Cambia l'immagine dell'ateneo di Catania e si scatena il dibattito in città. La scelta del rettore e delle istituzioni apicali della storica università è quella di portare avanti un'operazione di "rebranding" e di sottolineare un nuovo corso attraverso una differente identità visuale. La storia recente dell'ateneo è agrodolce: lo scandalo derivato dall'inchiesta Università Bandita ha avuto vasta eco, ha coinvolto ex rettori, direttori di dipartimento, ha puntato il dito contro concorsi che hanno coinvolto l'intellighenzia catanese, compresi figli di ex magistrati e di docenti. D'altra parte il nuovo corso del rettore Priolo ha cercato di "aprire" l'università e - sarà per il Covid, sarà per altri fattori - l'ateneo ha registrato un considerevole aumento di nuove iscrizioni.

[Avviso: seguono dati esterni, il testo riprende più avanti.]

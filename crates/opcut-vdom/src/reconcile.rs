#![forbid(unsafe_code)]

//! Apply a new virtual tree to the host with minimal DOM writes.
//!
//! The reconciler keeps the previously applied tree together with the host
//! node of every virtual node. Each [`Reconciler::render`] diffs the new
//! children of the mount point against it:
//!
//! - keyed elements match the old element with the same key and tag;
//! - unkeyed nodes match the unkeyed old sibling at the same unkeyed
//!   position, provided kind and tag agree;
//! - matched nodes are patched in place and moved only when out of order;
//! - unmatched old nodes are removed and unmatched new nodes created.

use std::collections::{BTreeMap, HashMap};
use std::mem;

use crate::dom::Dom;
use crate::vnode::{DomEvent, Element, Listener, VNode};

/// DOM writes performed by one reconciliation.
#[derive(Debug, Clone, Copy, Default, PartialEq, Eq)]
pub struct PatchStats {
    pub created: usize,
    pub removed: usize,
    pub moved: usize,
    pub text_updates: usize,
    pub attributes: usize,
    pub properties: usize,
    pub classes: usize,
    pub listeners: usize,
}

impl PatchStats {
    /// Total number of host mutations.
    #[must_use]
    pub const fn dom_writes(&self) -> usize {
        self.created
            + self.removed
            + self.moved
            + self.text_updates
            + self.attributes
            + self.properties
            + self.classes
            + self.listeners
    }

    #[must_use]
    pub const fn is_noop(&self) -> bool {
        self.dom_writes() == 0
    }
}

/// A virtual node bound to its host node. For elements, `vnode` holds the
/// header only; children live in `children`.
#[derive(Debug)]
struct Mounted<N> {
    node: N,
    vnode: VNode,
    children: Vec<Mounted<N>>,
}

/// Retained-tree reconciler for one mount point.
#[derive(Debug)]
pub struct Reconciler<N> {
    mount: N,
    tree: Option<Vec<Mounted<N>>>,
    handlers: HashMap<N, BTreeMap<String, Listener>>,
}

impl<N> Reconciler<N>
where
    N: Copy + Eq + std::hash::Hash + std::fmt::Debug,
{
    #[must_use]
    pub fn new(mount: N) -> Self {
        Self {
            mount,
            tree: None,
            handlers: HashMap::new(),
        }
    }

    #[must_use]
    pub const fn mount(&self) -> N {
        self.mount
    }

    /// Whether a tree is currently applied.
    #[must_use]
    pub const fn is_mounted(&self) -> bool {
        self.tree.is_some()
    }

    /// Host nodes of the mount point's children, in order.
    #[must_use]
    pub fn root_nodes(&self) -> Vec<N> {
        self.tree
            .iter()
            .flatten()
            .map(|m| m.node)
            .collect()
    }

    /// Handler currently bound to `event` on `node`.
    #[must_use]
    pub fn listener(&self, node: N, event: &str) -> Option<&Listener> {
        self.handlers.get(&node)?.get(event)
    }

    /// Invoke the handler bound to `event.name` on `node`.
    ///
    /// Returns whether a handler ran.
    pub fn dispatch(&self, node: N, event: &DomEvent) -> bool {
        match self.listener(node, &event.name) {
            Some(listener) => {
                listener.call(event);
                true
            }
            None => false,
        }
    }

    /// Make the mount point's children match `tree`.
    ///
    /// The first render clears whatever the mount point held. An empty
    /// `tree` tears everything down.
    pub fn render<D>(&mut self, dom: &mut D, tree: Vec<VNode>) -> PatchStats
    where
        D: Dom<Node = N>,
    {
        #[cfg(feature = "tracing")]
        let _span = tracing::debug_span!("reconcile", roots = tree.len()).entered();

        if tree.is_empty() {
            return self.teardown(dom);
        }
        let mut stats = PatchStats::default();
        let old = match self.tree.take() {
            Some(old) => old,
            None => {
                self.clear_mount(dom, &mut stats);
                Vec::new()
            }
        };
        let mount = self.mount;
        let mounted = self.patch_children(dom, mount, old, tree, &mut stats);
        self.tree = Some(mounted);

        #[cfg(feature = "tracing")]
        tracing::trace!(?stats, "reconciled");
        stats
    }

    /// Remove every child of the mount point and forget the retained tree.
    pub fn teardown<D>(&mut self, dom: &mut D) -> PatchStats
    where
        D: Dom<Node = N>,
    {
        let mut stats = PatchStats::default();
        self.clear_mount(dom, &mut stats);
        self.tree = None;
        self.handlers.clear();
        stats
    }

    fn clear_mount<D: Dom<Node = N>>(&mut self, dom: &mut D, stats: &mut PatchStats) {
        while let Some(child) = dom.first_child(self.mount) {
            dom.remove_child(self.mount, child);
            stats.removed += 1;
        }
        self.handlers.clear();
    }

    fn patch_children<D: Dom<Node = N>>(
        &mut self,
        dom: &mut D,
        parent: N,
        old: Vec<Mounted<N>>,
        new: Vec<VNode>,
        stats: &mut PatchStats,
    ) -> Vec<Mounted<N>> {
        let mut keyed: HashMap<(String, String), usize> = HashMap::new();
        let mut unkeyed: Vec<usize> = Vec::new();
        for (i, m) in old.iter().enumerate() {
            match match_key(&m.vnode) {
                Some(k) => {
                    keyed.insert(k, i);
                }
                None => unkeyed.push(i),
            }
        }
        let mut slots: Vec<Option<Mounted<N>>> = old.into_iter().map(Some).collect();
        // Unkeyed matches only move forward; skipped old siblings are removed.
        let mut unkeyed_from = 0;

        let mut out: Vec<(Mounted<N>, bool)> = Vec::with_capacity(new.len());
        for vnode in new {
            let candidate = match match_key(&vnode) {
                Some(k) => keyed.remove(&k),
                None => {
                    let found = unkeyed[unkeyed_from..].iter().position(|&i| {
                        slots
                            .get(i)
                            .and_then(Option::as_ref)
                            .is_some_and(|m| m.vnode.same_kind(&vnode))
                    });
                    found.map(|offset| {
                        unkeyed_from += offset + 1;
                        unkeyed[unkeyed_from - 1]
                    })
                }
            };
            let reused = candidate
                .and_then(|i| slots.get_mut(i))
                .filter(|slot| slot.as_ref().is_some_and(|m| m.vnode.same_kind(&vnode)))
                .and_then(Option::take);
            match reused {
                Some(m) => out.push((self.patch(dom, parent, m, vnode, stats), false)),
                None => out.push((self.create(dom, vnode, stats), true)),
            }
        }

        for m in slots.into_iter().flatten() {
            self.forget(&m);
            dom.remove_child(parent, m.node);
            stats.removed += 1;
        }

        // Everything before `cursor` is already in final order.
        let mut cursor = dom.first_child(parent);
        for (m, fresh) in &out {
            if !*fresh && cursor == Some(m.node) {
                cursor = dom.next_sibling(m.node);
            } else {
                dom.insert_before(parent, m.node, cursor);
                if !*fresh {
                    stats.moved += 1;
                }
            }
        }
        out.into_iter().map(|(m, _)| m).collect()
    }

    fn create<D: Dom<Node = N>>(
        &mut self,
        dom: &mut D,
        vnode: VNode,
        stats: &mut PatchStats,
    ) -> Mounted<N> {
        stats.created += 1;
        match vnode {
            VNode::Text(text) => {
                let node = dom.create_text(&text);
                Mounted {
                    node,
                    vnode: VNode::Text(text),
                    children: Vec::new(),
                }
            }
            VNode::Element(mut el) => {
                let node = dom.create_element(&el.tag);
                let kids = mem::take(&mut el.children);
                self.patch_element(dom, node, None, &el, stats);
                let children = kids
                    .into_iter()
                    .map(|kid| {
                        let m = self.create(dom, kid, stats);
                        dom.insert_before(node, m.node, None);
                        m
                    })
                    .collect();
                Mounted {
                    node,
                    vnode: VNode::Element(el),
                    children,
                }
            }
        }
    }

    fn patch<D: Dom<Node = N>>(
        &mut self,
        dom: &mut D,
        parent: N,
        old: Mounted<N>,
        vnode: VNode,
        stats: &mut PatchStats,
    ) -> Mounted<N> {
        let Mounted {
            node,
            vnode: old_vnode,
            children,
        } = old;
        match (old_vnode, vnode) {
            (VNode::Text(old_text), VNode::Text(text)) => {
                if old_text != text {
                    dom.set_text(node, &text);
                    stats.text_updates += 1;
                }
                Mounted {
                    node,
                    vnode: VNode::Text(text),
                    children,
                }
            }
            (VNode::Element(old_el), VNode::Element(mut el)) => {
                let kids = mem::take(&mut el.children);
                self.patch_element(dom, node, Some(&old_el), &el, stats);
                let children = self.patch_children(dom, node, children, kids, stats);
                Mounted {
                    node,
                    vnode: VNode::Element(el),
                    children,
                }
            }
            // Kind changed: replace. The caller's ordering pass moves the
            // fresh node into place.
            (old_vnode, vnode) => {
                self.forget(&Mounted {
                    node,
                    vnode: old_vnode,
                    children,
                });
                dom.remove_child(parent, node);
                stats.removed += 1;
                let fresh = self.create(dom, vnode, stats);
                dom.insert_before(parent, fresh.node, None);
                fresh
            }
        }
    }

    fn patch_element<D: Dom<Node = N>>(
        &mut self,
        dom: &mut D,
        node: N,
        old: Option<&Element>,
        new: &Element,
        stats: &mut PatchStats,
    ) {
        let old_attrs = old.map(Element::host_attributes).unwrap_or_default();
        let new_attrs = new.host_attributes();
        for (name, value) in &new_attrs {
            if old_attrs.get(name) != Some(value) {
                dom.set_attribute(node, name, value);
                stats.attributes += 1;
            }
        }
        for name in old_attrs.keys().filter(|k| !new_attrs.contains_key(*k)) {
            dom.remove_attribute(node, name);
            stats.attributes += 1;
        }

        let old_props = old.map(|el| &el.data.props);
        for (name, value) in &new.data.props {
            let stale = old_props.and_then(|p| p.get(name)) != Some(value)
                || dom.property(node, name).as_ref() != Some(value);
            if stale {
                dom.set_property(node, name, value);
                stats.properties += 1;
            }
        }
        if let Some(old_props) = old_props {
            for name in old_props.keys().filter(|k| !new.data.props.contains_key(*k)) {
                dom.remove_property(node, name);
                stats.properties += 1;
            }
        }

        let old_classes = old.map(Element::class_list).unwrap_or_default();
        let new_classes = new.class_list();
        for class in &new_classes {
            if !old_classes.contains(class) {
                dom.set_class(node, class, true);
                stats.classes += 1;
            }
        }
        for class in old_classes.iter().filter(|c| !new_classes.contains(c)) {
            dom.set_class(node, class, false);
            stats.classes += 1;
        }

        let old_on = old.map(|el| &el.data.on);
        for event in new.data.on.keys() {
            if !old_on.is_some_and(|on| on.contains_key(event)) {
                dom.add_listener(node, event);
                stats.listeners += 1;
            }
        }
        if let Some(old_on) = old_on {
            for event in old_on.keys().filter(|k| !new.data.on.contains_key(*k)) {
                dom.remove_listener(node, event);
                stats.listeners += 1;
            }
        }
        if new.data.on.is_empty() {
            self.handlers.remove(&node);
        } else {
            self.handlers.insert(node, new.data.on.clone());
        }
    }

    fn forget(&mut self, m: &Mounted<N>) {
        self.handlers.remove(&m.node);
        for child in &m.children {
            self.forget(child);
        }
    }
}

fn match_key(vnode: &VNode) -> Option<(String, String)> {
    let el = vnode.as_element()?;
    Some((el.key()?.to_owned(), el.tag.clone()))
}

Così, in occasione della cerimonia per il nuovo anno accademico, è stato lanciato il nuovo logo che vede un elefante stilizzato e la dicitura, mantenuta, "Siciliae Studium Generale 1434". Da dove nasce l'idea di "rivoluzionare" l'identità visiva dell'ateneo? Le motivazioni sono contenute in un documento del Consiglio di Amministrazione: già dal 2019 - dopo il terremoto che aveva portato alle dimissioni dell'ex rettore e alle elezioni vinte dall'attuale Magnifico Priolo - è stato avviato un percorso di studio per ri-progettare la brand identity dell’niversità di Catania.

Così, come si legge nel documento, "nel mese di marzo 2020, è stato dato mandato alla cabina di regia per la Comunicazione e all’Area per la Comunicazione e le relazioni internazionali, di avviare le procedure per il rebranding" e si è scelto di interpellare per lo studio del progetto 5 agenzie di comunicazione digitale basate su Milano e Roma (Caffeina, Cultur-e, Gummy Industries, Imille, SuperHumans).

Le agenzie hanno partecipato depositando le loro "offerte" economiche. Il costo per il nuovo logo è oscillato tra i 17mila e gli 8mila euro oltre Iva e la scelta è caduta sulla proposta più vantaggiosa, avanzata dall’agenzia Imille con 84 dipendenti e 8,5 milioni di fatturato.

"Lo sviluppo è stato completato nel giugno 2020, dopo 10 settimane di lavoro in team", si legge nel documento del CdA. Il nuovo logo avrà come colori stone (nero antracite roccia), lava (rosso-arancio), sand (sabbia) e sea (azzurro mare) e sarà utilizzato per il web, i social, i video e il merchandising. Il logotipo è stato depositato presso l’ufficio dell’Unione Europea per la proprietà intellettuale (EUPIO) a fine gennaio per ottenerne la registrazione.

"Elemento centrale del pittogramma è la stilizzazione dell’elefante - recita ancora il documento del CdA - depositario dell’identità storica dell’Ateneo ed elemento di continuità e legame con la città. Esso è raffigurato di profilo, con la proboscide rivolta verso l’alto. L’orecchio dell’elefante è costituito da due fiamme che simboleggiano la sommità dell’Etna e la sua lava, oltre che la fiamma del sapere e della conoscenza". Sui social il dibattito è aperto tra critiche e apprezzamenti: c'è chi è già nostalgico del vecchio logo essendo un "purista" della tradizione e chi, invece, ha apprezzato l'apertura al "nuovo" dell'ateneo.